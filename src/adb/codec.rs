// Wire framing for the adb host protocol and the sync sub-protocol.
//
// Host requests carry a 4 digit ASCII hex length. Sync sub-commands carry a
// 4 byte little-endian binary length. Every conversion between the two lives
// here and nowhere else.

use super::error::{AdbError, AdbResult};
use std::fmt;

/// Size of status words, sync ids and both kinds of length prefix.
pub const WORD_SIZE: usize = 4;

/// Largest payload a host frame can describe with four hex digits.
pub const MAX_HOST_PAYLOAD: usize = 0xFFFF;

/// Largest DATA chunk the sync protocol allows (64 KiB).
pub const SYNC_DATA_MAX: usize = 64 * 1024;

pub const OKAY: &[u8; WORD_SIZE] = b"OKAY";
pub const FAIL: &[u8; WORD_SIZE] = b"FAIL";

/// Four byte literal ids used inside sync mode.
#[derive(Debug, Clone, Copy, PartialEq, Eq)]
pub enum SyncId {
    Stat,
    Send,
    Recv,
    Data,
    Done,
    Okay,
    Fail,
    Quit,
}

impl SyncId {
    pub fn code(self) -> &'static [u8; WORD_SIZE] {
        match self {
            SyncId::Stat => b"STAT",
            SyncId::Send => b"SEND",
            SyncId::Recv => b"RECV",
            SyncId::Data => b"DATA",
            SyncId::Done => b"DONE",
            SyncId::Okay => OKAY,
            SyncId::Fail => FAIL,
            SyncId::Quit => b"QUIT",
        }
    }

    pub fn from_code(code: &[u8]) -> Option<Self> {
        [
            SyncId::Stat,
            SyncId::Send,
            SyncId::Recv,
            SyncId::Data,
            SyncId::Done,
            SyncId::Okay,
            SyncId::Fail,
            SyncId::Quit,
        ]
        .into_iter()
        .find(|id| id.code().as_slice() == code)
    }
}

impl fmt::Display for SyncId {
    fn fmt(&self, f: &mut fmt::Formatter<'_>) -> fmt::Result {
        // Codes are ASCII literals.
        f.write_str(std::str::from_utf8(self.code()).unwrap_or("????"))
    }
}

/// `hex4(len(service_id + argument)) + service_id + argument`
pub fn host_frame(service_id: &str, argument: &str) -> AdbResult<Vec<u8>> {
    let len = service_id.len() + argument.len();
    if len > MAX_HOST_PAYLOAD {
        return Err(AdbError::RequestTooLong { len });
    }
    let mut frame = Vec::with_capacity(WORD_SIZE + len);
    frame.extend_from_slice(format!("{len:04x}").as_bytes());
    frame.extend_from_slice(service_id.as_bytes());
    frame.extend_from_slice(argument.as_bytes());
    Ok(frame)
}

/// Inverse of [`host_frame`]: returns the service string the frame carries.
pub fn decode_host_frame(frame: &[u8]) -> AdbResult<String> {
    if frame.len() < WORD_SIZE {
        return Err(AdbError::desync("4 digit hex length", frame));
    }
    let (prefix, body) = frame.split_at(WORD_SIZE);
    let mut word = [0u8; WORD_SIZE];
    word.copy_from_slice(prefix);
    let len = parse_hex_length(&word)?;
    if len != body.len() {
        return Err(AdbError::FramingDesync {
            expected: format!("{len} byte service string"),
            found: format!("{} bytes", body.len()),
        });
    }
    String::from_utf8(body.to_vec()).map_err(|e| AdbError::desync("UTF-8 service string", e.as_bytes()))
}

/// Parses the 4 ASCII hex digit length used by host responses.
pub fn parse_hex_length(word: &[u8; WORD_SIZE]) -> AdbResult<usize> {
    std::str::from_utf8(word)
        .ok()
        .filter(|s| s.bytes().all(|b| b.is_ascii_hexdigit()))
        .and_then(|s| usize::from_str_radix(s, 16).ok())
        .ok_or_else(|| AdbError::desync("4 digit hex length", word))
}

/// Byte 0 is the least significant byte.
pub fn encode_le_word(n: u32) -> [u8; WORD_SIZE] {
    n.to_le_bytes()
}

/// Exact inverse of [`encode_le_word`].
pub fn decode_le_word(word: [u8; WORD_SIZE]) -> u32 {
    u32::from_le_bytes(word)
}

/// A sync id followed by an arbitrary little-endian word and no payload.
/// `DONE <mtime>` and the server's `OKAY`/`DONE` replies have this shape.
pub fn sync_header(id: SyncId, word: u32) -> [u8; 2 * WORD_SIZE] {
    let mut header = [0u8; 2 * WORD_SIZE];
    header[..WORD_SIZE].copy_from_slice(id.code());
    header[WORD_SIZE..].copy_from_slice(&encode_le_word(word));
    header
}

/// `id + le32(len(payload)) + payload`
pub fn sync_frame(id: SyncId, payload: &[u8]) -> AdbResult<Vec<u8>> {
    let len = u32::try_from(payload.len()).map_err(|_| AdbError::RequestTooLong { len: payload.len() })?;
    let mut frame = Vec::with_capacity(2 * WORD_SIZE + payload.len());
    frame.extend_from_slice(&sync_header(id, len));
    frame.extend_from_slice(payload);
    Ok(frame)
}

+===+

Directions
The answer should be the full set of records, reproduced exactly.

Solution to the exercise
filename src/adb/codec.rs
// Wire framing for the adb host protocol and the sync sub-protocol.
//
// Host requests carry a 4 digit ASCII hex length. Sync sub-commands carry a
// 4 byte little-endian binary length. Every conversion between the two lives
// here and nowhere else.

use super::error::{AdbError, AdbResult};
use std::fmt;

/// Size of status words, sync ids and both kinds of length prefix.
pub const WORD_SIZE: usize = 4;

/// Largest payload a host frame can describe with four hex digits.
pub const MAX_HOST_PAYLOAD: usize = 0xFFFF;

/// Largest DATA chunk the sync protocol allows (64 KiB).
pub const SYNC_DATA_MAX: usize = 64 * 1024;

pub const OKAY: &[u8; WORD_SIZE] = b"OKAY";
pub const FAIL: &[u8; WORD_SIZE] = b"FAIL";

/// Four byte literal ids used inside sync mode.
#[derive(Debug, Clone, Copy, PartialEq, Eq)]
pub enum SyncId {
    Stat,
    Send,
    Recv,
    Data,
    Done,
    Okay,
    Fail,
    Quit,
}

impl SyncId {
    pub fn code(self) -> &'static [u8; WORD_SIZE] {
        match self {
            SyncId::Stat => b"STAT",
            SyncId::Send => b"SEND",
            SyncId::Recv => b"RECV",
            SyncId::Data => b"DATA",
            SyncId::Done => b"DONE",
            SyncId::Okay => OKAY,
            SyncId::Fail => FAIL,
            SyncId::Quit => b"QUIT",
        }
    }

    pub fn from_code(code: &[u8]) -> Option<Self> {
        [
            SyncId::Stat,
            SyncId::Send,
            SyncId::Recv,
            SyncId::Data,
            SyncId::Done,
            SyncId::Okay,
            SyncId::Fail,
            SyncId::Quit,
        ]
        .into_iter()
        .find(|id| id.code().as_slice() == code)
    }
}

impl fmt::Display for SyncId {
    fn fmt(&self, f: &mut fmt::Formatter<'_>) -> fmt::Result {
        // Codes are ASCII literals.
        f.write_str(std::str::from_utf8(self.code()).unwrap_or("????"))
    }
}

/// `hex4(len(service_id + argument)) + service_id + argument`
pub fn host_frame(service_id: &str, argument: &str) -> AdbResult<Vec<u8>> {
    let len = service_id.len() + argument.len();
    if len > MAX_HOST_PAYLOAD {
        return Err(AdbError::RequestTooLong { len });
    }
    let mut frame = Vec::with_capacity(WORD_SIZE + len);
    frame.extend_from_slice(format!("{len:04x}").as_bytes());
    frame.extend_from_slice(service_id.as_bytes());
    frame.extend_from_slice(argument.as_bytes());
    Ok(frame)
}

/// Inverse of [`host_frame`]: returns the service string the frame carries.
pub fn decode_host_frame(frame: &[u8]) -> AdbResult<String> {
    if frame.len() < WORD_SIZE {
        return Err(AdbError::desync("4 digit hex length", frame));
    }
    let (prefix, body) = frame.split_at(WORD_SIZE);
    let mut word = [0u8; WORD_SIZE];
    word.copy_from_slice(prefix);
    let len = parse_hex_length(&word)?;
    if len != body.len() {
        return Err(AdbError::FramingDesync {
            expected: format!("{len} byte service string"),
            found: format!("{} bytes", body.len()),
        });
    }
    String::from_utf8(body.to_vec()).map_err(|e| AdbError::desync("UTF-8 service string", e.as_bytes()))
}

/// Parses the 4 ASCII hex digit length used by host responses.
pub fn parse_hex_length(word: &[u8; WORD_SIZE]) -> AdbResult<usize> {
    std::str::from_utf8(word)
        .ok()
        .filter(|s| s.bytes().all(|b| b.is_ascii_hexdigit()))
        .and_then(|s| usize::from_str_radix(s, 16).ok())
        .ok_or_else(|| AdbError::desync("4 digit hex length", word))
}

/// Byte 0 is the least significant byte.
pub fn encode_le_word(n: u32) -> [u8; WORD_SIZE] {
    n.to_le_bytes()
}

/// Exact inverse of [`encode_le_word`].
pub fn decode_le_word(word: [u8; WORD_SIZE]) -> u32 {
    u32::from_le_bytes(word)
}

/// A sync id followed by an arbitrary little-endian word and no payload.
/// `DONE <mtime>` and the server's `OKAY`/`DONE` replies have this shape.
pub fn sync_header(id: SyncId, word: u32) -> [u8; 2 * WORD_SIZE] {
    let mut header = [0u8; 2 * WORD_SIZE];
    header[..WORD_SIZE].copy_from_slice(id.code());
    header[WORD_SIZE..].copy_from_slice(&encode_le_word(word));
    header
}

/// `id + le32(len(payload)) + payload`
pub fn sync_frame(id: SyncId, payload: &[u8]) -> AdbResult<Vec<u8>> {
    let len = u32::try_from(payload.len()).map_err(|_| AdbError::RequestTooLong { len: payload.len() })?;
    let mut frame = Vec::with_capacity(2 * WORD_SIZE + payload.len());
    frame.extend_from_slice(&sync_header(id, len));
    frame.extend_from_slice(payload);
    Ok(frame)
}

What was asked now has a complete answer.